I have heard stories about agents who will approach sellers who have listed their property with another agent. They will tell the seller they have a serious buyer and the seller should cancel the MLS listing and save some money as the agent will possibly give them a break on the commission. Not only is this prohibited under the real settee rules it is also illegal under common law.

If you know of anyone who is trying to steal MLS listings you should report them to the Real Estate Council who will look into the matter and possibly start discipline proceedings. As well the Vancouver Real Estate Board should be notified as they can institute discipline proceedings as well.

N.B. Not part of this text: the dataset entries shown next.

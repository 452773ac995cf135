// src/dag/visitation.rs

//! Per-walk bookkeeping for the ordered walk.
//!
//! A [`Visitation`] is created fresh for every walk and owns:
//! - the topology snapshot the walk runs over
//! - one [`VisitState`] per vertex
//! - the in-flight counter that tells the walk when it is done
//!
//! State transitions and launch decisions happen under one mutex so that two
//! parents finishing at the same moment cannot both launch their shared child.
//! The mutex is never held while a visitor runs.

use std::collections::HashMap;
use std::sync::atomic::{AtomicUsize, Ordering};
use std::sync::{Arc, Mutex, MutexGuard, PoisonError};

use tokio::sync::Notify;
use tokio_util::sync::CancellationToken;
use tracing::{debug, trace, warn};

use crate::dag::graph::Topology;
use crate::dag::vertex::{Vertex, VertexId};

/// Visitation state of a vertex within one walk.
///
/// Transitions are strictly `Unvisited -> Visiting -> Visited`.
#[derive(Debug, Clone, Copy, PartialEq, Eq)]
pub enum VisitState {
    /// Not launched yet.
    Unvisited,
    /// Launched; its visitor has not finished.
    Visiting,
    /// Its visitor returned.
    Visited,
}

/// Outcome of a walk.
#[derive(Debug, Clone, Copy, PartialEq, Eq)]
pub struct WalkSummary {
    /// Number of vertices in the walked snapshot.
    pub total: usize,
    /// Number of vertices whose visitor returned.
    pub visited: usize,
    /// Whether the walk's token was cancelled before it finished.
    pub cancelled: bool,
}

impl WalkSummary {
    /// Every vertex was visited.
    pub fn is_complete(&self) -> bool {
        self.visited == self.total
    }
}

#[derive(Debug)]
pub(crate) struct Visitation<T> {
    topology: Topology<T>,
    states: Mutex<HashMap<VertexId, VisitState>>,
    in_flight: AtomicUsize,
    idle: Notify,
    cancel: CancellationToken,
}

impl<T> Visitation<T> {
    pub(crate) fn new(topology: Topology<T>, cancel: CancellationToken) -> Self {
        let states = topology
            .vertices
            .keys()
            .map(|id| (id.clone(), VisitState::Unvisited))
            .collect();

        Self {
            topology,
            states: Mutex::new(states),
            in_flight: AtomicUsize::new(0),
            idle: Notify::new(),
            cancel,
        }
    }

    pub(crate) fn cancel_token(&self) -> &CancellationToken {
        &self.cancel
    }

    fn states(&self) -> MutexGuard<'_, HashMap<VertexId, VisitState>> {
        self.states.lock().unwrap_or_else(PoisonError::into_inner)
    }

    /// State of `id` in this walk, if the vertex is part of it.
    #[cfg(test)]
    pub(crate) fn state_of(&self, id: &str) -> Option<VisitState> {
        self.states().get(id).copied()
    }

    /// Mark every root `Visiting` and return launch guards for them.
    pub(crate) fn seed(self: &Arc<Self>) -> Vec<Launch<T>> {
        let mut states = self.states();
        if self.cancel.is_cancelled() {
            debug!("walk cancelled before it started; launching nothing");
            return Vec::new();
        }

        let roots = self.topology.roots();
        debug!(roots = roots.len(), total = states.len(), "seeding walk from roots");

        roots
            .iter()
            .filter_map(|id| self.begin(&mut states, id.as_str()))
            .collect()
    }

    /// Transition `id` to `Visiting` and count it as in flight.
    ///
    /// Must be called with the state lock held.
    fn begin(
        self: &Arc<Self>,
        states: &mut HashMap<VertexId, VisitState>,
        id: &str,
    ) -> Option<Launch<T>> {
        let vertex = self.topology.vertex(id)?;
        let state = states.get_mut(id)?;
        if *state != VisitState::Unvisited {
            return None;
        }

        *state = VisitState::Visiting;
        self.in_flight.fetch_add(1, Ordering::AcqRel);
        trace!(vertex = %vertex.id, "vertex launched");

        Some(Launch {
            visitation: Arc::clone(self),
            vertex,
            finished: false,
        })
    }

    /// Mark `id` visited and launch every child whose parents are now all
    /// visited. Nothing new is launched once the walk is cancelled.
    fn complete(self: &Arc<Self>, id: &str) -> Vec<Launch<T>> {
        let mut states = self.states();

        match states.get_mut(id) {
            Some(state) => *state = VisitState::Visited,
            None => {
                warn!(vertex = %id, "completed vertex is not part of this walk");
                return Vec::new();
            }
        }

        if self.cancel.is_cancelled() {
            debug!(vertex = %id, "walk cancelled; not launching dependents");
            return Vec::new();
        }

        let mut ready = Vec::new();
        for child in self.topology.children_of(id) {
            if states.get(child) != Some(&VisitState::Unvisited) {
                continue;
            }

            let all_parents_visited = self
                .topology
                .parents_of(child.as_str())
                .all(|parent| states.get(parent) == Some(&VisitState::Visited));

            if all_parents_visited {
                ready.extend(self.begin(&mut states, child.as_str()));
            }
        }

        ready
    }

    fn finish_one(&self) {
        if self.in_flight.fetch_sub(1, Ordering::AcqRel) == 1 {
            self.idle.notify_waiters();
        }
    }

    /// Resolve once no launched vertex is still in flight.
    pub(crate) async fn wait_idle(&self) {
        loop {
            let notified = self.idle.notified();
            tokio::pin!(notified);
            notified.as_mut().enable();

            if self.in_flight.load(Ordering::Acquire) == 0 {
                return;
            }
            notified.await;
        }
    }

    pub(crate) fn summary(&self) -> WalkSummary {
        let states = self.states();
        WalkSummary {
            total: states.len(),
            visited: states
                .values()
                .filter(|s| **s == VisitState::Visited)
                .count(),
            cancelled: self.cancel.is_cancelled(),
        }
    }
}

/// A launched vertex that is counted as in flight.
///
/// Dropping it releases the in-flight count, whether or not
/// [`Launch::complete`] was called first. A vertex dropped without completing
/// (its visitor panicked, or a pool discarded the job) stays `Visiting` and its
/// dependents are never launched, but the walk still terminates.
#[derive(Debug)]
pub(crate) struct Launch<T> {
    visitation: Arc<Visitation<T>>,
    vertex: Vertex<T>,
    finished: bool,
}

impl<T> Launch<T> {
    pub(crate) fn vertex(&self) -> &Vertex<T> {
        &self.vertex
    }

    pub(crate) fn cancel_token(&self) -> CancellationToken {
        self.visitation.cancel_token().clone()
    }

    /// Record that the visitor returned; yields the newly eligible children.
    pub(crate) fn complete(mut self) -> Vec<Launch<T>> {
        self.finished = true;
        self.visitation.complete(self.vertex.id.as_str())
    }

    /// Release the launch without visiting it, e.g. because the walk was
    /// cancelled while the launch sat in a queue. The vertex stays `Visiting`
    /// and is not counted as visited.
    pub(crate) fn skip(mut self) {
        self.finished = true;
        debug!(vertex = %self.vertex.id, "walk cancelled; vertex skipped");
    }
}

impl<T> Drop for Launch<T> {
    fn drop(&mut self) {
        if !self.finished {
            warn!(
                vertex = %self.vertex.id,
                "vertex dropped before its visit finished; dependents will not run"
            );
        }
        self.visitation.finish_one();
    }
}
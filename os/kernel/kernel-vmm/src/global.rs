//! The boot-time handle to the one [`MemoryManager`].
//!
//! Boot code builds the manager and calls [`init`] once; fault handlers and
//! other late code reach it through [`get`].

use crate::MemoryManager;
use kernel_sync::SyncOnceCell;

static MANAGER: SyncOnceCell<MemoryManager> = SyncOnceCell::new();

#[derive(Debug, Copy, Clone, Eq, PartialEq, thiserror::Error)]
#[error("memory manager already initialized")]
pub struct AlreadyInitialized;

/// Publish `manager`.
///
/// # Errors
/// [`AlreadyInitialized`] on every call after the first; the rejected manager
/// is dropped.
pub fn init(manager: MemoryManager) -> Result<&'static MemoryManager, AlreadyInitialized> {
    MANAGER.set(manager).map_err(|rejected| {
        log::warn!("memory manager initialized twice");
        drop(rejected);
        AlreadyInitialized
    })
}

/// The published manager, if [`init`] has run.
#[must_use]
pub fn get() -> Option<&'static MemoryManager> {
    MANAGER.get()
}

At common law such action by a realtor is the tort of intentional interference with an existing contract. The guilty realtor can be sued by the harmed realtor in court. The legal action would involve the harmed realtor asking for an injunction to make the guilty party stop their approaches to the customers, and asking that full legal costs be awarded against the guilty party. If the guilty party has already stolen the MLS listing, the harmed realtor could sue for its lost commission, punitive damages, and full legal costs for the court action. The courts tend to come down hard on parties who have committed this tort.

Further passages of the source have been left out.